Absorbent now consists of the diluted solution, because of its absorbing water vapour refrigerant. The diluted solution is pumped to the beneficiation plant, where heat is applied for re-evaporation of the coolant. A concentrated solution of the absorbent is then returned to the absorber. Refrigerant steam enters the condenser, where it is condensed in the condenser water. To increase the efficiency of the heat is used for heating of the diluted solution, with the heat contained in a concentrated solution of the absorbent.

Air leakage allow you to log in refrigerant, representing the non-condensable gases. These gases must be removed or obliterated, to prevent pressure in the absorber is increasing to the point where the flow of refrigerant vapour at the outlet of the evaporator will stop.
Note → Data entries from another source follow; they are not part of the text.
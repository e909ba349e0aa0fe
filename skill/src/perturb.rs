use evaluation::WinProbability;
use rand::Rng;
use utils::Position;

use crate::bands::Tier;
use crate::coefficient::{dynamic_phase_limit, error_coefficient, logistic};
use crate::complexity::is_complex;
use crate::thresholds::ThresholdTable;

/// Error growth in complex positions.
pub const COMPLEX_POSITION_MULTIPLIER: f64 = 1.2;

/// Below this rating a blunder is more likely to flatter the position.
pub const IMPROVE_RATING_CUTOFF: i32 = 1600;
/// Percent chance that the error improves the evaluation, below and above the cutoff.
pub const WEAK_IMPROVE_CHANCE: i32 = 15;
pub const IMPROVE_CHANCE: i32 = 5;

/// Width of the sigmoid that fades the error out across a tier.
const PROGRESS_TRANSITION: f64 = 50.0;

/// Uniform integer in `[lo, hi]`; a degenerate range yields `lo`.
#[inline]
pub fn sample_range<R: Rng + ?Sized>(rng: &mut R, lo: i32, hi: i32) -> i32 {
    if hi <= lo {
        lo
    } else {
        rng.gen_range(lo..=hi)
    }
}

/// Unsigned error size for this rating and position, in centipawns.
pub fn error_magnitude<R: Rng + ?Sized>(rating: i32, position: &Position, rng: &mut R) -> i32 {
    let tier = Tier::classify(rating);

    let (min_error, max_error) = tier.error_range();
    let (elo_min, elo_max) = tier.error_interval();
    let progress =
        logistic((rating as f64 - (elo_min + elo_max) as f64 / 2.0) / PROGRESS_TRANSITION);
    let coefficient = error_coefficient(rating) * (1.0 - progress);

    let mut magnitude = sample_range(
        rng,
        (min_error as f64 * coefficient) as i32,
        (max_error as f64 * coefficient) as i32,
    );

    if is_complex(position) {
        magnitude = (magnitude as f64 * COMPLEX_POSITION_MULTIPLIER) as i32;
    }

    let ply = position.ply();
    if ply < dynamic_phase_limit(rating, true) {
        magnitude += sample_range(rng, -magnitude / 3, magnitude / 3);
    } else if ply <= dynamic_phase_limit(rating, false) {
        magnitude += sample_range(rng, -magnitude / 4, magnitude / 4);
    } else {
        magnitude -= sample_range(rng, -magnitude / 3, magnitude / 3);
        magnitude = (magnitude as f64 * tier.endgame_factor()) as i32;
    }

    magnitude
}

/// Applies a rating-sized error to `base` (side to move's perspective) and
/// keeps the result within one zone of the bucket it lands in.
pub fn handicap_value<M, R>(
    base: i32,
    rating: i32,
    position: &Position,
    model: &M,
    table: &ThresholdTable,
    rng: &mut R,
) -> i32
where
    M: WinProbability + ?Sized,
    R: Rng + ?Sized,
{
    let magnitude = error_magnitude(rating, position, rng);

    let improve_chance = if rating < IMPROVE_RATING_CUTOFF {
        WEAK_IMPROVE_CHANCE
    } else {
        IMPROVE_CHANCE
    };
    let improves = sample_range(rng, 0, 99) < improve_chance;

    let value = if improves {
        base + magnitude
    } else {
        base - magnitude
    };

    let wp = model.win_probability(value, position);
    table.clamp(value, wp)
}

#[cfg(test)]
mod tests {
    use super::*;
    use crate::bands::{MAX_RATING, MIN_RATING};
    use crate::thresholds::ThresholdEntry;
    use cozy_chess::Board;
    use evaluation::WdlModel;
    use rand::rngs::SmallRng;
    use rand::SeedableRng;

    const OPENING: &str = "rnbqkbnr/pppp1ppp/8/4p3/4P3/8/PPPP1PPP/RNBQKBNR w KQkq - 0 2";
    const ENDGAME: &str = "8/5k2/8/3p4/3P4/8/5K2/8 w - - 0 50";

    fn mean_magnitude(rating: i32, fen: &str) -> f64 {
        let board: Board = fen.parse().unwrap();
        let position = Position::new(&board);
        let mut rng = SmallRng::seed_from_u64(11);
        let total: i64 = (0..2000)
            .map(|_| error_magnitude(rating, &position, &mut rng) as i64)
            .sum();
        total as f64 / 2000.0
    }

    #[test]
    fn degenerate_range_is_deterministic() {
        let mut rng = SmallRng::seed_from_u64(1);
        assert_eq!(sample_range(&mut rng, 5, 5), 5);
        assert_eq!(sample_range(&mut rng, 9, 3), 9);
        for _ in 0..100 {
            let v = sample_range(&mut rng, -3, 3);
            assert!((-3..=3).contains(&v));
        }
    }

    #[test]
    fn magnitude_is_never_negative() {
        let mut rng = SmallRng::seed_from_u64(3);
        for fen in [OPENING, ENDGAME] {
            let board: Board = fen.parse().unwrap();
            let position = Position::new(&board);
            for rating in [MIN_RATING, 1500, 1800, 2100, 2300, 2700, MAX_RATING] {
                for _ in 0..50 {
                    assert!(error_magnitude(rating, &position, &mut rng) >= 0);
                }
            }
        }
    }

    #[test]
    fn weaker_ratings_err_more() {
        assert!(mean_magnitude(MIN_RATING, OPENING) > mean_magnitude(1800, OPENING));
        assert!(mean_magnitude(1800, OPENING) > mean_magnitude(2700, OPENING));
    }

    #[test]
    fn endgames_amplify_the_error() {
        assert!(mean_magnitude(MIN_RATING, ENDGAME) > mean_magnitude(MIN_RATING, OPENING));
    }

    #[test]
    fn output_respects_the_entry() {
        let board: Board = OPENING.parse().unwrap();
        let position = Position::new(&board);
        let table = ThresholdTable::uniform(ThresholdEntry {
            min_value: -60,
            max_value: 60,
        });
        let model = WdlModel::new();
        let mut rng = SmallRng::seed_from_u64(5);
        for _ in 0..500 {
            let value = handicap_value(0, MIN_RATING, &position, &model, &table, &mut rng);
            assert!((-60..=60).contains(&value));
        }
    }

    #[test]
    fn mostly_worsens_the_evaluation() {
        let board: Board = OPENING.parse().unwrap();
        let position = Position::new(&board);
        let model = WdlModel::new();
        let table = ThresholdTable::empty();
        let mut rng = SmallRng::seed_from_u64(9);
        let worse = (0..2000)
            .filter(|_| handicap_value(0, MIN_RATING, &position, &model, &table, &mut rng) < 0)
            .count();
        // 85% of the errors go against the side to move
        assert!(worse > 1500, "worse {worse}");
    }
}
use crate::avatar::{AvatarTerm, AvatarWeights};

/// One evaluation term split by side.
#[derive(Debug, Clone, Copy, PartialEq)]
pub struct TermTrace {
    pub term: AvatarTerm,
    pub white: i16,
    pub black: i16,
    /// White minus Black after the avatar weight.
    pub weighted: i16,
    pub mg_weight: u8,
    pub eg_weight: u8,
    pub enabled: bool,
}

/// Per-term breakdown of a static evaluation, from White's perspective.
///
/// The weighted terms plus `tempo` plus `material_cap` always add up to
/// `total`. The winnable row has no sides: its weighted value is the change
/// made by the winnable scaling.
#[derive(Debug, Clone, PartialEq)]
pub struct EvalTrace {
    pub terms: [TermTrace; AvatarTerm::NUM],
    pub phase: f32,
    pub tempo: i16,
    pub winnable_scale: f32,
    pub material_cap: i16,
    pub total: i16,
}

impl EvalTrace {
    pub(super) fn new(weights: &AvatarWeights, phase: f32) -> Self {
        let terms = AvatarTerm::ALL.map(|term| TermTrace {
            term,
            white: 0,
            black: 0,
            weighted: 0,
            mg_weight: weights.mg(term),
            eg_weight: weights.eg(term),
            enabled: false,
        });

        Self {
            terms,
            phase,
            tempo: 0,
            winnable_scale: 1.0,
            material_cap: 0,
            total: 0,
        }
    }

    pub fn term(&self, term: AvatarTerm) -> &TermTrace {
        &self.terms[term as usize]
    }

    pub(super) fn term_mut(&mut self, term: AvatarTerm) -> &mut TermTrace {
        &mut self.terms[term as usize]
    }

    /// Stores both sides of `term` and their weighted difference.
    pub(super) fn record(
        &mut self,
        term: AvatarTerm,
        [white, black]: [i16; 2],
        weights: &AvatarWeights,
    ) {
        let phase = self.phase;
        let row = self.term_mut(term);
        row.white = white;
        row.black = black;
        row.weighted = weights.scale(term, white - black, phase);
        row.enabled = true;
    }

    /// Sum of the weighted term rows.
    pub fn terms_sum(&self) -> i16 {
        self.terms.iter().map(|row| row.weighted).sum()
    }
}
The solution at the bottom of the absorber is relatively quiet, and these gases tend to accumulate at this moment. They can be removed by use of a vacuum pump, which is usually called clean the pump

Absorption chillers are defined as indirect fired or direct-fired and can be a one-stage or two-stage (research on the three-stage cooler now), as follows:

1. Indirect-fired single-machine uses low and medium pressure steam (5-40 psig) to provide heat in the absorption process. This type of cooler requires about 18 500 BTU/HR per ton of cooling effect, resulting in the chiller COP on 0.67.
2. Indirect-fired two stages cooler uses high-pressure steam (not less than 100 pounds per square inch) or high temperature hot water (400F or higher) and requires approximately 12,000 Btu/hour per ton of cooling effect, resulting in the chiller COP 1.0.
3. Direct heated hmm, as its name implies, do not use steam, but uses a natural gas and/or liquid fuel, burners, systems of heat supply. These refrigerators two stages of the machine, resulting in an overall efficiency of 1.0-1.1.

Indirect-fired units, the total COP should be reduced for accounting for losses in the production of steam in boilers. With a typical boiler efficiency shooting 80-85%, which reduces the overall COP for single-stage systems about 0.54 and about 0.80 for the two-stage system.

Because absorption cooling COP has only 0.54-1.1, this is bad competes with the electric drive of rotary compressor chillers, as shown in Табл.1.5.

Other factors that must be considered for absorption chillers include the following:

1. Absorption chillers require approximately 50% more floor space than the equivalent electric drive (vapor compression cycle) hmm. In addition, because of their height, mechanical equipment of the rooms must be 6-10 feet taller than the rooms of the building of the electric drive of chillers. Finally, because the liquid solution contained in the long, shallow trays within absorption chiller, the floor should be as close as possible to the absolute level as possible.
2. Absorption chillers weight will be at least twice the equivalent electric drive hmm.
3. Because of their size, absorption chillers, sometimes comes in several areas requiring the field of welding for final Assembly.
4. While the majority of electrical chillers are shipped from the factory with their refrigerant installation of refrigerant and absorbent (including additives) should be the installation of absorption chillers.
5. While the noise and vibration are real problems for electric drive chillers (see C. 6.1), absorption chillers (if not a direct-fired) silently and, in fact, without vibration.
6. Due to the potential for crystallization of lithium bromide in cooler if it gets too cool the condenser water temperature must not exceed 75 -80F.
7. Emergency power supply may be required if a lengthy power outages are common. Without electricity and heat, hmm begins to cool and lithium bromide solution may crystallize. However, since the absorption chiller has a very small electrical load requirement (usually less than 10 kW), a dedicated backup generator is not a major element.
8. Heat rejection from the condenser at 20-50% more than the equivalent electric drive hmm, requiring higher consumption of water in the condenser and more, cooling towers and condenser water pumps.
9. Finally, indirect-fired absorption chiller will be at least 50% more expensive than buying an equivalent electric drive hmm. Direct fired absorption chillers would cost almost twice as electrical machine, and were added costs associated with the provision of combustion air and ventilation (stack).